良質な排便(すっきり、どっさり)にはカサ(固形成分の量つまり食物繊維の量)が重要です。食事の摂取量が極端に少ないと、カサが不足して良質な排便が難しくなります。言い換えると、十分量の食物繊維の摂取と良い腸内細菌を増やすことが排便には重要と考えられています。

食物繊維について
不溶性、水溶性のものがあります。不溶性食物繊維は、玄米や根菜類やキノコに多く含まれるものです。不溶性繊維は便のカサを増やし、腸を刺激することによって排便を促します。一方、水溶性繊維は海藻類、ゴボウ、イモ類などに多く含まれます。水溶性繊維は粘着性のため栄養の吸収を緩やかにし、急激な血糖値の上昇を抑制すると言われています。いずれの食物繊維もバランスよく摂ることが重要です。(不溶性と水溶性のバランスは2:1が理想的とされています)。不溶性食物繊維の摂りすぎは、かえって便が固くなるなど不調の原因となります。

水分について
口から取った水分のうち、ほとんどは腸管で吸収されてしまい便の中に残るのはわずか1~5%程度と考えられています。起床直後にコップ1杯の水分を取ることが健康にいいとされる理由は胃腸反射(胃の刺激で腸にスイッチが入り動きだす)です。良質な排便習慣には朝の水分摂取は必須と言えます。

腸内細菌を増やす食事について
1)乳酸菌
動物性乳酸菌と植物性乳酸菌がありますが、良いとされているのは植物性乳酸菌です。植物性乳酸菌は、味噌、醤油、日本酒、キムチなどに含まれています。現在見直されている日本食、我々に身近な味噌汁を1日1杯でも飲むことは腸内細菌という観点からもとても重要です。

2)オリゴ糖
善玉菌であるビフィズス菌の栄養源になります。たまねぎ、バナナ、リンゴ、ハチミツなどに多く含まれます。昔からバナナやりんごのすりおろしが便秘にいいと経験的に言い伝えられてきましたが、腸内細菌という視点からかなり利にかなっています。ただし摂りすぎるは浸透圧性下痢を起こすことがあるため、適度に摂取することが重要です。

3)オリーブオイル
オリーブオイルは小腸で吸収されにくいため大腸まで届きやすく、腸の動きを活発にすると考えられています。オリーブオイルに多く含まれるオレイン酸はナッツやアボカドにも多く含まれています。地中海食ってご存知ですか?以前よりオリーブオイルを多く使用している地中海沿岸の国では高脂肪食を食べているにもかかわらず、血中コレステロール値が低く、動脈硬化による狭心症、心筋梗塞などの冠動脈疾患、脳血管障害などが少ないことを報告されています。オリーブオイルを用いた地中海食を継続的にとることで腸内細菌が変わり、その結果病気が少ないということが分かってきました。オリーブオイルは昨今値上がりしていますが、オリーブオイルを用いた食事はぜひ取りれたい食事のひとつです。

4)マグネシウム
マグネシウムはほうれん草やひじき、豆腐(にがりの成分)、納豆などに多く含まれます。マグネシウムには、腸内に水分を引き込んで便を柔らかくする作用ならびに腸の動きを良くする作用があります。病院でも便秘の方にマグネシウム製剤と整腸剤を処方されることがありますが、最近では薬局でも「酸化マグネシウム」「ビオフェルミン(ビフィズス菌)」が一緒になったお薬が売られており、便秘治療にとって両者が一緒になっていることはとても利にかなっています。

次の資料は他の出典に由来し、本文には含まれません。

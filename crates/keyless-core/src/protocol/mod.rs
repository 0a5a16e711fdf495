//! Protocol module containing the text payload codec and challenge primitives.

pub mod challenge;
pub mod payload;

pub use challenge::{AuthError, Nonce, SharedSecret};
pub use payload::{Notification, ProtocolError, Request};
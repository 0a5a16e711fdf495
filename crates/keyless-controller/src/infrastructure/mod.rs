//! Infrastructure layer for the lock controller.
//!
//! # What lives here? (for beginners)
//!
//! Everything that touches the outside world: sockets, files and the
//! vehicle's outputs.  The application layer never imports from here; it
//! defines small ports (such as
//! [`KeyValueStore`](crate::application::whitelist::KeyValueStore)) and
//! these modules implement them.
//!
//! - [`actuation`] – drives door, trunk, horn and light outputs.
//! - [`link`] – carries payloads between keys and the controller.
//! - [`runtime`] – the Tokio task that drives the controller state machine.
//! - [`storage`] – TOML configuration and the persistent whitelist store.

pub mod actuation;
pub mod link;
pub mod runtime;
pub mod storage;
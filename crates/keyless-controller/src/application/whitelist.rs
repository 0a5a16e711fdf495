//! Persisted set of peers that have proven possession of the shared secret.
//!
//! The whitelist is stored through a minimal string key-value store (the
//! [`KeyValueStore`] port) as a single comma-delimited blob under the key
//! [`WHITELIST_KEY`].  The whole blob is rewritten on every change, which
//! keeps the on-disk format trivial and means a half-applied update can
//! never leave a partial entry behind.
//!
//! ```text
//! whitelist = "aa:bb:cc:dd:ee:01,aa:bb:cc:dd:ee:02"
//! ```
//!
//! Membership only grows through successful authentication (or explicit
//! provisioning) and only shrinks through explicit removal.

use std::collections::BTreeSet;
use std::path::PathBuf;

use keyless_core::PeerIdentity;
use thiserror::Error;
use tracing::{debug, info};

/// Store key under which the comma-delimited whitelist is kept.
pub const WHITELIST_KEY: &str = "whitelist";

const SEPARATOR: char = ',';

/// Error type for whitelist persistence.
#[derive(Debug, Error)]
pub enum StoreError {
    /// A file system I/O error occurred.
    #[error("I/O error accessing store at {path}: {source}")]
    Io {
        path: PathBuf,
        #[source]
        source: std::io::Error,
    },

    /// The stored data could not be decoded.
    #[error("store at {path} is corrupt: {reason}")]
    Corrupt { path: PathBuf, reason: String },

    /// The identity cannot be represented in the comma-delimited format.
    #[error("peer identity {0:?} cannot be stored (empty or contains a comma)")]
    InvalidEntry(String),

    /// Any other backend failure.
    #[error("store backend error: {0}")]
    Backend(String),
}

/// Minimal persistent string-blob store.
///
/// Production code uses a TOML file; tests use an in-memory map or a
/// `mockall` mock to inject failures.
#[cfg_attr(test, mockall::automock)]
pub trait KeyValueStore: Send {
    /// Returns the blob stored under `key`, or `None` if nothing was stored.
    fn get(&self, key: &str) -> Result<Option<String>, StoreError>;

    /// Replaces the blob stored under `key`.
    fn set(&mut self, key: &str, value: &str) -> Result<(), StoreError>;
}

/// In-memory copy of the whitelist backed by a [`KeyValueStore`].
pub struct Whitelist {
    peers: BTreeSet<PeerIdentity>,
    store: Box<dyn KeyValueStore>,
}

impl Whitelist {
    /// Loads the whitelist from `store`.  A missing key means an empty list.
    ///
    /// # Errors
    ///
    /// Propagates any [`StoreError`] from the backend.
    pub fn load(store: Box<dyn KeyValueStore>) -> Result<Self, StoreError> {
        let peers = match store.get(WHITELIST_KEY)? {
            Some(blob) => decode(&blob),
            None => BTreeSet::new(),
        };
        debug!(count = peers.len(), "whitelist loaded");
        Ok(Self { peers, store })
    }

    pub fn contains(&self, peer: &PeerIdentity) -> bool {
        self.peers.contains(peer)
    }

    pub fn len(&self) -> usize {
        self.peers.len()
    }

    pub fn is_empty(&self) -> bool {
        self.peers.is_empty()
    }

    /// Iterates over members in sorted order.
    pub fn iter(&self) -> impl Iterator<Item = &PeerIdentity> {
        self.peers.iter()
    }

    /// Adds `peer` and persists the full list.
    ///
    /// Returns `Ok(true)` if the peer was new and `Ok(false)` if it was
    /// already present (nothing is written in that case).
    ///
    /// # Errors
    ///
    /// Returns [`StoreError::InvalidEntry`] for identities that cannot be
    /// stored, or the backend error if the write fails.  On a failed write
    /// the in-memory set keeps the new member and the next successful write
    /// persists it.
    pub fn admit(&mut self, peer: &PeerIdentity) -> Result<bool, StoreError> {
        validate(peer)?;
        if !self.peers.insert(peer.clone()) {
            return Ok(false);
        }
        info!(%peer, "peer admitted to whitelist");
        self.persist()?;
        Ok(true)
    }

    /// Removes `peer` and persists the full list.
    ///
    /// Returns `Ok(false)` if the peer was not a member.
    pub fn remove(&mut self, peer: &PeerIdentity) -> Result<bool, StoreError> {
        if !self.peers.remove(peer) {
            return Ok(false);
        }
        info!(%peer, "peer removed from whitelist");
        self.persist()?;
        Ok(true)
    }

    fn persist(&mut self) -> Result<(), StoreError> {
        let blob = encode(&self.peers);
        self.store.set(WHITELIST_KEY, &blob)
    }
}

impl std::fmt::Debug for Whitelist {
    fn fmt(&self, f: &mut std::fmt::Formatter<'_>) -> std::fmt::Result {
        f.debug_struct("Whitelist").field("peers", &self.peers).finish()
    }
}

fn validate(peer: &PeerIdentity) -> Result<(), StoreError> {
    if peer.is_empty() || peer.as_str().contains(SEPARATOR) {
        return Err(StoreError::InvalidEntry(peer.to_string()));
    }
    Ok(())
}

fn decode(blob: &str) -> BTreeSet<PeerIdentity> {
    blob.split(SEPARATOR)
        .map(PeerIdentity::new)
        .filter(|p| !p.is_empty())
        .collect()
}

fn encode(peers: &BTreeSet<PeerIdentity>) -> String {
    peers
        .iter()
        .map(PeerIdentity::as_str)
        .collect::<Vec<_>>()
        .join(",")
}

// ── Tests ─────────────────────────────────────────────────────────────────────
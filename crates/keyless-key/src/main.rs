//! Keyless key entry point.
//!
//! Connects to the controller, answers its challenges, sends commands typed
//! on stdin, and locks or unlocks automatically from signal strength.
//!
//! # Usage
//!
//! ```text
//! keyless-key [--config <PATH>] [--controller <ADDR>] [--peer-id <ID>]
//!
//! stdin:
//!   lock | unlock | trunk | locate | elight
//!   rssi <dBm>
//! ```
//!
//! # Architecture
//!
//! ```text
//! main()
//!  └─ load_config()
//!  └─ KeyConnection::start()  -- reconnect loop with backoff
//!  └─ forward_input(stdin)    -- console commands
//!  └─ KeyRuntime::run()       -- agent event loop
//! ```

use std::path::PathBuf;
use std::sync::{
    atomic::{AtomicBool, Ordering},
    Arc,
};

use anyhow::Context;
use clap::Parser;
use keyless_core::SharedSecret;
use tokio::io::BufReader;
use tokio::sync::mpsc;
use tracing::{error, info};
use tracing_subscriber::EnvFilter;

use keyless_key::application::agent::KeyAgent;
use keyless_key::application::auto_trigger::AutoTrigger;
use keyless_key::application::key_session::KeySession;
use keyless_key::infrastructure::console::forward_input;
use keyless_key::infrastructure::network::KeyConnection;
use keyless_key::infrastructure::runtime::KeyRuntime;
use keyless_key::infrastructure::signal::ScriptedSignal;
use keyless_key::infrastructure::storage::config::{config_file_path, load_config, KeyConfig};

// ── CLI argument definitions ──────────────────────────────────────────────────

/// Keyless vehicle key.
#[derive(Debug, Parser)]
#[command(
    name = "keyless-key",
    about = "Challenge-answering key with proximity auto lock/unlock",
    version
)]
struct Cli {
    /// Path to the TOML config file.  Defaults to the platform config dir.
    #[arg(long, env = "KEYLESS_KEY_CONFIG")]
    config: Option<PathBuf>,

    /// Controller address, overriding `key.controller_address`.
    #[arg(long, env = "KEYLESS_CONTROLLER_ADDR")]
    controller: Option<String>,

    /// Peer identity, overriding `key.peer_id`.
    #[arg(long)]
    peer_id: Option<String>,
}

impl Cli {
    /// Loads the config file and applies command-line overrides.
    fn into_config(self) -> anyhow::Result<KeyConfig> {
        let path = match self.config {
            Some(path) => path,
            None => config_file_path().context("no --config given and no platform config dir")?,
        };
        let mut config =
            load_config(&path).with_context(|| format!("loading {}", path.display()))?;
        if let Some(controller) = self.controller {
            config.key.controller_address = controller;
        }
        if let Some(peer_id) = self.peer_id {
            config.key.peer_id = peer_id;
        }
        Ok(config)
    }
}

// ── Entry point ───────────────────────────────────────────────────────────────

#[tokio::main]
async fn main() -> anyhow::Result<()> {
    let config = Cli::parse().into_config()?;

    tracing_subscriber::fmt()
        .with_env_filter(
            EnvFilter::try_from_default_env()
                .unwrap_or_else(|_| EnvFilter::new(&config.key.log_level)),
        )
        .init();

    info!("keyless key starting as {}", config.key.peer_id);

    let secret = SharedSecret::new(config.security.shared_secret.as_bytes())
        .context("security.shared_secret must be set")?;
    let agent = KeyAgent::new(
        KeySession::new(secret, config.ack_texts()),
        AutoTrigger::new(config.proximity_filter()?, config.confirmation_delay()),
    );

    let running = Arc::new(AtomicBool::new(true));
    let connection = Arc::new(KeyConnection::new(config.connection()?));
    let network_rx = Arc::clone(&connection).start(Arc::clone(&running));

    let (user_tx, user_rx) = mpsc::channel(16);
    tokio::spawn(forward_input(BufReader::new(tokio::io::stdin()), user_tx));

    let running_clone = Arc::clone(&running);
    tokio::spawn(async move {
        match tokio::signal::ctrl_c().await {
            Ok(()) => {
                info!("shutdown signal received");
                running_clone.store(false, Ordering::Relaxed);
            }
            Err(e) => error!("failed to listen for Ctrl-C: {e}"),
        }
    });

    let signal = ScriptedSignal::new(config.signal.script.clone());
    if signal.is_empty() {
        info!("no signal script configured; use `rssi <dBm>` to inject readings");
    }
    let runtime = KeyRuntime::new(agent, connection, Box::new(signal), config.sample_interval());

    info!("keyless key ready.  Type a command or press Ctrl-C to exit.");
    let agent = runtime.run(network_rx, user_rx, running).await;

    info!(lock_state = ?agent.session().lock_state(), "keyless key stopped");
    Ok(())
}

// ── Tests ─────────────────────────────────────────────────────────────────────
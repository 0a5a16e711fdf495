//! keyless-controller library entry point.
//!
//! Re-exports all public modules so that integration tests in `tests/`
//! and the binary entry point in `main.rs` share the same module tree.

pub mod application;
pub mod infrastructure;
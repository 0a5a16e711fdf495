//! Automatic `LOCK`/`UNLOCK` from smoothed signal strength.
//!
//! Each raw sample goes into a [`ProximityFilter`].  The trigger compares the
//! filter's median against the two thresholds and the key's current belief
//! about the lock:
//!
//! | Smoothed signal     | Believed lock state    | Override | Fires    |
//! |---------------------|------------------------|----------|----------|
//! | `> unlock`          | `Unknown` or `Locked`  | off      | `UNLOCK` |
//! | `< lock`            | `Unlocked`             | any      | `LOCK`   |
//! | between (inclusive) | any                    | any      | nothing  |
//!
//! After anything fires, evaluation is paused for the confirmation delay so
//! a value hovering at a threshold cannot produce a burst of commands.

use std::time::{Duration, Instant};

use keyless_core::{Command, LockState, ProximityFilter, ProximityState};
use tracing::info;

/// Pause after a trigger before the next evaluation.
pub const DEFAULT_CONFIRMATION_DELAY: Duration = Duration::from_secs(2);

/// What the trigger needs to know about the session.
#[derive(Debug, Clone, Copy, PartialEq, Eq)]
pub struct TriggerContext {
    pub lock_state: LockState,
    /// Set by a manual `LOCK`; blocks automatic unlocking only.
    pub manual_override: bool,
}

#[derive(Debug, Clone)]
pub struct AutoTrigger {
    filter: ProximityFilter,
    confirmation_delay: Duration,
    last_fired: Option<Instant>,
}

impl AutoTrigger {
    pub fn new(filter: ProximityFilter, confirmation_delay: Duration) -> Self {
        Self {
            filter,
            confirmation_delay,
            last_fired: None,
        }
    }

    /// Adds a sample without evaluating.
    pub fn record(&mut self, rssi: i16) -> ProximityState {
        self.filter.observe(rssi)
    }

    /// Adds a sample, then evaluates.
    pub fn observe(&mut self, rssi: i16, ctx: TriggerContext, now: Instant) -> Option<Command> {
        self.record(rssi);
        self.evaluate(ctx, now)
    }

    /// Decides whether to fire with the samples seen so far.
    pub fn evaluate(&mut self, ctx: TriggerContext, now: Instant) -> Option<Command> {
        if self.cooling_down(now) {
            return None;
        }
        let smoothed = self.filter.smoothed()?;
        let thresholds = self.filter.thresholds();

        let command = if smoothed > thresholds.unlock()
            && matches!(ctx.lock_state, LockState::Unknown | LockState::Locked)
            && !ctx.manual_override
        {
            Command::Unlock
        } else if smoothed < thresholds.lock() && ctx.lock_state == LockState::Unlocked {
            Command::Lock
        } else {
            return None;
        };

        info!(smoothed, %command, "proximity trigger");
        self.last_fired = Some(now);
        Some(command)
    }

    /// `true` while the confirmation delay after the last trigger is running.
    pub fn cooling_down(&self, now: Instant) -> bool {
        self.last_fired
            .is_some_and(|at| now.saturating_duration_since(at) < self.confirmation_delay)
    }

    pub fn proximity(&self) -> ProximityState {
        self.filter.state()
    }

    pub fn smoothed(&self) -> Option<i16> {
        self.filter.smoothed()
    }

    /// Drops all samples and the cooldown; used when the link goes away.
    pub fn reset(&mut self) {
        self.filter.reset();
        self.last_fired = None;
    }
}

// ── Tests ─────────────────────────────────────────────────────────────────────
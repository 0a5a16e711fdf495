//! Actuation infrastructure: driving the physical outputs.
//!
//! The controller never talks to GPIO directly.  The command gate produces a
//! declarative [`Action`] and the [`service::ActuationService`] hands it to an
//! [`Actuator`] implementation on a blocking worker thread.
//!
//! # Why a blocking worker? (for beginners)
//!
//! Pulsing a lock motor means "set the pin, wait 500 ms, clear the pin".
//! That wait is a plain synchronous sleep on real hardware.  Running it on
//! the async event loop would freeze link handling for the whole pulse, so
//! actuations are moved to Tokio's blocking thread pool with
//! `spawn_blocking` while the loop keeps serving events.
//!
//! # Testability
//!
//! The [`Actuator`] trait allows unit tests to substitute
//! [`mock::RecordingActuator`] and assert on exactly which outputs were
//! driven, in which order.

use std::time::Duration;

use thiserror::Error;

use crate::application::command_gate::{Action, Pattern};

pub mod mock;
pub mod service;
pub mod simulated;

/// Error type for actuation operations.
#[derive(Debug, Error, PartialEq)]
pub enum ActuationError {
    #[error("output not available: {0}")]
    UnknownOutput(String),
    #[error("driving output {output} failed: {reason}")]
    Failed { output: String, reason: String },
    #[error("actuation worker stopped unexpectedly: {0}")]
    WorkerFailed(String),
}

/// Trait abstracting the physical outputs.
///
/// Both operations are synchronous and return only once the full duration
/// has elapsed.  There is no feedback from the hardware.
pub trait Actuator: Send + Sync {
    /// Holds `output` active for `duration`.
    fn activate(&self, output: &str, duration: Duration) -> Result<(), ActuationError>;

    /// Toggles `output` on and off for `duration`.
    fn blink(&self, output: &str, duration: Duration) -> Result<(), ActuationError>;
}

/// Runs `action` against `actuator`, choosing the operation from its pattern.
pub fn perform(actuator: &dyn Actuator, action: &Action) -> Result<(), ActuationError> {
    match action.pattern {
        Pattern::Pulse => actuator.activate(&action.output, action.duration),
        Pattern::Blink => actuator.blink(&action.output, action.duration),
    }
}

// ── Tests ─────────────────────────────────────────────────────────────────────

便秘でお困りの方はぜひ一度専門医へご相談されることをおすすめします。

便秘の原因がはっきりせずなんとなく薬局で買ったお薬に頼るのではく、一度専門医に相談して、場合によってはレントゲン、超音波検査、大腸内視鏡検査(大腸カメラ)で一度原因をしっかり確認した上で、適切な薬の投薬をうけると、健康的な排便が得られて毎日のストレスが少し軽くなりますよ!